In October, Golden State Warriors star Steph Curry and his wife, Ayesha, delighted the audience by stepping onstage to sing with folk musician Johnnyswim. (Yes, there’s video.)
Some nights, the headliner is a seasoned veteran: Los Lobos, Lucinda Williams, Willie Nelson or (until his death in 2017) Tom Petty. Other nights, you find up-and-comers such as Ibeyi, whose energy was as boundless at the show’s conclusion as it was at the beginning.
“For any young band, when they get to play the Fillmore, and they know who stood on that stage — they get the chills,” McNally had told me before the show. “It’s still quite meaningful.”
As Lisa-Kainde Diaz prowled the stage, her Afro flopped wildly. Naomi Díaz busied herself with percussion instruments, including her own body — she’d often stand to slap her thighs and chest.
The audience was every shade of white, beige and brown, mostly women.
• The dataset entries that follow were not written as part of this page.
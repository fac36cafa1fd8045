//! ADT builders: admit (A01), discharge (A03) and update (A08)
//!
//! Output order: Patient, Encounter, then one Condition per DG1.
//! Encounter status depends only on the event, never on PV1 content.

use super::common::{build_patient, derived_id, format_date, format_datetime, value, BuildContext};
use crate::core::codes::{CodeResolver, ConceptKind};
use crate::core::parse::{Message, Segment};
use crate::domain::coding::{CodeableConcept, Coding};
use crate::domain::errors::TransformError;
use crate::domain::ids::ResourceId;
use crate::domain::resource::{Condition, Encounter, EncounterStatus, Patient, Period, Resource};

/// ADT^A01
pub fn build_admit(
    message: &Message,
    resolver: &CodeResolver,
) -> Result<Vec<Resource>, TransformError> {
    build(message, resolver, EncounterStatus::InProgress)
}

/// ADT^A03
pub fn build_discharge(
    message: &Message,
    resolver: &CodeResolver,
) -> Result<Vec<Resource>, TransformError> {
    build(message, resolver, EncounterStatus::Finished)
}

/// ADT^A08
pub fn build_update(
    message: &Message,
    resolver: &CodeResolver,
) -> Result<Vec<Resource>, TransformError> {
    build(message, resolver, EncounterStatus::InProgress)
}

fn build(
    message: &Message,
    resolver: &CodeResolver,
    status: EncounterStatus,
) -> Result<Vec<Resource>, TransformError> {
    let ctx = BuildContext::new(message, resolver);
    let patient = build_patient(&ctx)?;
    let encounter = build_encounter(message.segment("PV1", 1), &patient, status);

    let conditions: Vec<Resource> = message
        .segments_named("DG1")
        .enumerate()
        .map(|(i, dg1)| Resource::Condition(build_condition(&ctx, dg1, i + 1, &patient, &encounter)))
        .collect();

    let mut resources = Vec::with_capacity(2 + conditions.len());
    resources.push(Resource::Patient(patient));
    resources.push(Resource::Encounter(encounter));
    resources.extend(conditions);
    Ok(resources)
}

fn build_encounter(pv1: Option<&Segment>, patient: &Patient, status: EncounterStatus) -> Encounter {
    let id = pv1
        .and_then(|s| value(s, 19, 1))
        .and_then(ResourceId::sanitized)
        .unwrap_or_else(|| derived_id("enc", &patient.id, None));

    let class = pv1
        .and_then(|s| value(s, 2, 1))
        .map(|code| CodeableConcept {
            coding: vec![Coding {
                system: None,
                code: code.to_string(),
                display: None,
            }],
            text: None,
        })
        .into_iter()
        .collect();

    let start = pv1.and_then(|s| value(s, 44, 1)).and_then(format_date);
    let end = pv1.and_then(|s| value(s, 45, 1)).and_then(format_date);
    let period = (start.is_some() || end.is_some()).then_some(Period { start, end });

    Encounter {
        id,
        status,
        class,
        subject: patient.reference(),
        period,
    }
}

fn build_condition(
    ctx: &BuildContext<'_>,
    dg1: &Segment,
    ordinal: usize,
    patient: &Patient,
    encounter: &Encounter,
) -> Condition {
    let category = value(dg1, 6, 1)
        .and_then(|t| match t.to_ascii_uppercase().as_str() {
            "A" => Some("admitting"),
            "W" => Some("working"),
            "F" => Some("final"),
            _ => None,
        })
        .map(CodeableConcept::text)
        .into_iter()
        .collect();

    Condition {
        id: derived_id("cond", &patient.id, Some(ordinal)),
        category,
        code: ctx.resolver.concept(dg1.field(3), ConceptKind::Diagnosis),
        subject: patient.reference(),
        encounter: Some(encounter.reference()),
        recorded_date: value(dg1, 5, 1).and_then(format_datetime),
    }
}
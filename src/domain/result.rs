//! Result type alias for v2fhir
//!
//! Provides a Result alias that uses [`ConvertError`] as the error type.

use super::errors::ConvertError;

/// Result type alias for v2fhir operations
///
/// # Examples
///
/// ```
/// use v2fhir::domain::result::Result;
/// use v2fhir::domain::errors::ConvertError;
///
/// fn example_function() -> Result<String> {
///     Ok("success".to_string())
/// }
///
/// fn failing_function() -> Result<()> {
///     Err(ConvertError::Configuration("Invalid input".to_string()))
/// }
/// ```
pub type Result<T> = std::result::Result<T, ConvertError>;

#[cfg(test)]
mod tests {
    use super::*;
    use crate::domain::errors::{ParseError, TransformError};

    #[test]
    fn test_result_with_question_mark_converts_parse_error() {
        fn inner() -> std::result::Result<(), ParseError> {
            Err(ParseError::MalformedHeader("no MSH".to_string()))
        }
        fn outer() -> Result<()> {
            inner()?;
            Ok(())
        }

        let err = outer().unwrap_err();
        assert!(matches!(err, ConvertError::Parse(_)));
    }

    #[test]
    fn test_result_with_question_mark_converts_transform_error() {
        fn inner() -> std::result::Result<(), TransformError> {
            Err(TransformError::UnsupportedEvent {
                event: "ADT^A99".to_string(),
            })
        }
        fn outer() -> Result<()> {
            inner()?;
            Ok(())
        }

        let err = outer().unwrap_err();
        assert!(matches!(err, ConvertError::Transform(_)));
    }
}
//! Resource output
//!
//! Two sinks: one JSON file per resource in a directory, or a stream of JSON
//! documents on any writer (NDJSON when compact).

use crate::domain::context::ResultExt;
use crate::domain::ids::ResourceId;
use crate::domain::resource::Resource;
use crate::domain::Result;
use std::io::Write;
use std::path::{Path, PathBuf};

/// Serializes one resource
pub fn to_json(resource: &Resource, pretty: bool) -> Result<String> {
    let json = if pretty {
        serde_json::to_string_pretty(resource)?
    } else {
        serde_json::to_string(resource)?
    };
    Ok(json)
}

/// `NN_<ResourceType>.json`, with `index` 1-based
pub fn resource_file_name(index: usize, resource: &Resource) -> String {
    format!("{index:02}_{}.json", resource.kind())
}

/// Directory name for one message of a batch: `NNNN_<control id>`
///
/// The control id is sanitised for use in a path; without one the name is
/// just the position.
pub fn message_dir_name(position: usize, control_id: Option<&str>) -> String {
    match control_id.and_then(ResourceId::sanitized) {
        Some(id) => format!("{position:04}_{id}"),
        None => format!("{position:04}"),
    }
}

/// Writes every resource to its own file in `dir`, creating `dir` if needed
///
/// Returns the written paths in resource order.
pub fn write_resources_to_dir(
    resources: &[Resource],
    dir: &Path,
    pretty: bool,
) -> Result<Vec<PathBuf>> {
    std::fs::create_dir_all(dir)
        .with_context(|| format!("Cannot create output directory: {}", dir.display()))?;

    let mut written = Vec::with_capacity(resources.len());
    for (i, resource) in resources.iter().enumerate() {
        let path = dir.join(resource_file_name(i + 1, resource));
        let mut json = to_json(resource, pretty)?;
        json.push('\n');
        std::fs::write(&path, json)
            .with_context(|| format!("Failed to write {}", path.display()))?;
        tracing::info!(path = %path.display(), "Wrote resource");
        written.push(path);
    }
    Ok(written)
}

/// Streams resources to `writer`
///
/// Compact output is NDJSON, one resource per line. Pretty output separates
/// documents with a blank line.
pub fn write_resources<W: Write>(writer: &mut W, resources: &[Resource], pretty: bool) -> Result<()> {
    for (i, resource) in resources.iter().enumerate() {
        if pretty && i > 0 {
            writeln!(writer)?;
        }
        writeln!(writer, "{}", to_json(resource, pretty)?)?;
    }
    writer.flush()?;
    Ok(())
}

#[cfg(test)]
mod tests {
    use super::*;
    use crate::core::transform::Converter;
    use tempfile::TempDir;

    fn resources() -> Vec<Resource> {
        Converter::standard()
            .unwrap()
            .convert(
                "MSH|^~\\&|EPIC|HOSP|LIS|LAB|202501011230||ADT^A01|MSG001|P|2.5\r\
                 PID|1||12345^^^HOSP^MR||Doe^John||19700101|M\r\
                 PV1|1|I",
            )
            .unwrap()
    }

    #[test]
    fn test_file_names() {
        let resources = resources();
        assert_eq!(resource_file_name(1, &resources[0]), "01_Patient.json");
        assert_eq!(resource_file_name(12, &resources[1]), "12_Encounter.json");
    }

    #[test]
    fn test_message_dir_name() {
        assert_eq!(message_dir_name(3, Some("MSG001")), "0003_MSG001");
        assert_eq!(message_dir_name(3, Some("A/B C")), "0003_A-B-C");
        assert_eq!(message_dir_name(42, None), "0042");
        assert_eq!(message_dir_name(42, Some("///")), "0042");
    }

    #[test]
    fn test_write_resources_to_dir() {
        let temp = TempDir::new().unwrap();
        let out = temp.path().join("nested").join("out");

        let written = write_resources_to_dir(&resources(), &out, false).unwrap();
        assert_eq!(written.len(), 2);
        assert!(out.join("01_Patient.json").exists());
        assert!(out.join("02_Encounter.json").exists());

        let patient: serde_json::Value =
            serde_json::from_str(&std::fs::read_to_string(&written[0]).unwrap()).unwrap();
        assert_eq!(patient["resourceType"], "Patient");
        assert_eq!(patient["id"], "12345");
    }

    #[test]
    fn test_ndjson_one_resource_per_line() {
        let mut buf = Vec::new();
        write_resources(&mut buf, &resources(), false).unwrap();
        let text = String::from_utf8(buf).unwrap();
        let lines: Vec<&str> = text.lines().collect();
        assert_eq!(lines.len(), 2);
        for line in lines {
            let value: serde_json::Value = serde_json::from_str(line).unwrap();
            assert!(value["resourceType"].is_string());
        }
    }

    #[test]
    fn test_pretty_output_separated_by_blank_line() {
        let mut buf = Vec::new();
        write_resources(&mut buf, &resources(), true).unwrap();
        let text = String::from_utf8(buf).unwrap();
        assert!(text.contains("}\n\n{"));
        assert!(text.contains("\n  \"resourceType\""));
    }
}
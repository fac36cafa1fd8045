//! Domain error types
//!
//! This module defines the error hierarchy for v2fhir. Parser and builder
//! failures have their own enums so callers can match on the rule that was
//! violated; [`ConvertError`] wraps them for everything else.

use thiserror::Error;

/// Main v2fhir error type
///
/// This is the primary error type used throughout the library.
#[derive(Debug, Error)]
pub enum ConvertError {
    /// Message could not be parsed
    #[error("Parse error: {0}")]
    Parse(#[from] ParseError),

    /// Parsed message could not be turned into resources
    #[error("Transform error: {0}")]
    Transform(#[from] TransformError),

    /// Configuration-related errors
    #[error("Configuration error: {0}")]
    Configuration(String),

    /// Serialization errors
    #[error("Serialization error: {0}")]
    Serialization(String),

    /// I/O errors
    #[error("I/O error: {0}")]
    Io(String),

    /// Generic errors with context
    #[error("{0}")]
    Other(String),
}

impl ConvertError {
    /// Short, stable name of the rule that failed
    ///
    /// Used in batch reports so a failure can be grouped without parsing the
    /// display string.
    pub fn rule(&self) -> &'static str {
        match self {
            ConvertError::Parse(e) => e.rule(),
            ConvertError::Transform(e) => e.rule(),
            ConvertError::Configuration(_) => "Configuration",
            ConvertError::Serialization(_) => "Serialization",
            ConvertError::Io(_) => "Io",
            ConvertError::Other(_) => "Other",
        }
    }
}

/// Errors raised while reading the wire format
///
/// All of these are detected before dispatch, so no builder runs for a
/// message that fails here.
#[derive(Debug, Clone, PartialEq, Eq, Error)]
pub enum ParseError {
    /// Header segment missing, too short or declaring ambiguous separators
    #[error("Malformed header: {0}")]
    MalformedHeader(String),

    /// A line does not begin with a valid segment name
    #[error("Line {line} does not start with a segment name: {content:?}")]
    EmptySegmentName { line: usize, content: String },

    /// Header present but no body segments follow it
    #[error("Message {control_id:?} has a header but no body segments")]
    TruncatedMessage { control_id: String },
}

impl ParseError {
    /// Rule name for reporting
    pub fn rule(&self) -> &'static str {
        match self {
            ParseError::MalformedHeader(_) => "MalformedHeader",
            ParseError::EmptySegmentName { .. } => "EmptySegmentName",
            ParseError::TruncatedMessage { .. } => "TruncatedMessage",
        }
    }
}

/// Errors raised while dispatching or building resources
#[derive(Debug, Clone, PartialEq, Eq, Error)]
pub enum TransformError {
    /// No builder registered for the message type and trigger event
    #[error("Unsupported event: {event}")]
    UnsupportedEvent { event: String },

    /// A segment every resource depends on is absent
    #[error("{event}: required segment {segment} is missing")]
    MissingRequiredSegment { event: String, segment: String },

    /// A field needed to identify a resource is empty
    #[error("{event}: required field {locator} is empty")]
    MissingRequiredField { event: String, locator: String },

    /// A status code has no entry in the translation table
    #[error("{event}: status code {code:?} at {locator} has no mapping")]
    UnmappedStatus {
        event: String,
        locator: String,
        code: String,
    },

    /// The same event was registered twice
    #[error("Builder already registered for event {event}")]
    DuplicateEvent { event: String },
}

impl TransformError {
    /// Rule name for reporting
    pub fn rule(&self) -> &'static str {
        match self {
            TransformError::UnsupportedEvent { .. } => "UnsupportedEvent",
            TransformError::MissingRequiredSegment { .. } => "MissingRequiredSegment",
            TransformError::MissingRequiredField { .. } => "MissingRequiredField",
            TransformError::UnmappedStatus { .. } => "UnmappedStatus",
            TransformError::DuplicateEvent { .. } => "DuplicateEvent",
        }
    }
}

/// Failure details for one message of a batch
///
/// Carries enough to locate the offending message in the source file.
#[derive(Debug, Clone)]
pub struct FailureDetail {
    /// 1-based position of the message in its input
    pub position: usize,

    /// MSH-10 control id, when the header could be read
    pub control_id: Option<String>,

    /// Rule that was violated
    pub rule: &'static str,

    /// Error message
    pub message: String,
}

impl FailureDetail {
    /// Creates a failure detail from a conversion error
    pub fn new(position: usize, error: &ConvertError) -> Self {
        Self {
            position,
            control_id: None,
            rule: error.rule(),
            message: error.to_string(),
        }
    }

    /// Sets the control id
    pub fn with_control_id(mut self, control_id: impl Into<String>) -> Self {
        let control_id = control_id.into();
        if !control_id.is_empty() {
            self.control_id = Some(control_id);
        }
        self
    }
}

impl std::fmt::Display for FailureDetail {
    fn fmt(&self, f: &mut std::fmt::Formatter<'_>) -> std::fmt::Result {
        match &self.control_id {
            Some(id) => write!(
                f,
                "message #{} ({}): [{}] {}",
                self.position, id, self.rule, self.message
            ),
            None => write!(
                f,
                "message #{}: [{}] {}",
                self.position, self.rule, self.message
            ),
        }
    }
}

// Conversion from std::io::Error
impl From<std::io::Error> for ConvertError {
    fn from(err: std::io::Error) -> Self {
        ConvertError::Io(err.to_string())
    }
}

// Conversion from serde_json::Error
impl From<serde_json::Error> for ConvertError {
    fn from(err: serde_json::Error) -> Self {
        ConvertError::Serialization(err.to_string())
    }
}

// Conversion from toml parse errors
impl From<toml::de::Error> for ConvertError {
    fn from(err: toml::de::Error) -> Self {
        ConvertError::Configuration(format!("TOML parse error: {err}"))
    }
}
Behind the twins, a screen displayed trippy video sequences — a far cry from the extended analog light shows of decades gone by.
The twins closed with “Deathless,” an anthem of resilience, urging the audience to sing along until it seemed everyone was roaring.
“We are deathless. Whatever happens, we are deathless.”
Then we all filed out, collecting apples and posters as we went.
IF YOU GO
WHERE TO SLEEP
Kimpton Buchanan Hotel, 1800 Sutter St., San Francisco; (415) 921-4000, thebuchananhotel.com. This 131-room lodging was redone in 2015 in Japanese modern style. Doubles from $180.
Hotel Kabuki, 1625 Post St., San Francisco; (415) 922-3200, lat.ms/hotelkabuki. This 225-room lodging fuses Japanese style with pop culture, including a lobby wall of vintage album covers. Rooms for two typically start at $220.
WHERE TO EAT
State Bird Provisions, 1529 Fillmore St., San Francisco; (415) 795-1272, statebirdsf.com. Regional dishes served dim sum style in a thunderously loud dining room. It got a one-star Michelin rating this year. Small plates $3-$12, larger dishes $15-$85. Dinner only.
Hinodeya Ramen Bar, 1737 Buchanan St., San Francisco; hinodeyaramen.com. Try the house ramen, which includes whole wheat noodles, bonito, kombu, scallop, pork, egg, seaweed and green onions. Ramen $14-$15. Lunch and dinner. Closed Tuesdays. No reservations (and no phone number on website).
Sweet Maple, 2101 Sutter St., San Francisco; (415) 655-9169, sweetmaplesf.com. Breakfast and lunch. Known for its "millionaire's bacon" (baked with brown sugar, cayenne, red and black peppers). Often a line. Main dishes $12-$22.
TO LEARN MORE
Fillmore, 1805 Geary Blvd., San Francisco; (415) 346-6000, thefillmore.com. To buy tickets through Ticketmaster: (800) 745-3000. The box office opens on show nights from the published door time until 10 p.m., and on Sundays from 10 a.m. to 3 p.m. Ordering online, service and processing fees can boost your cost above face value by $15 or more per ticket.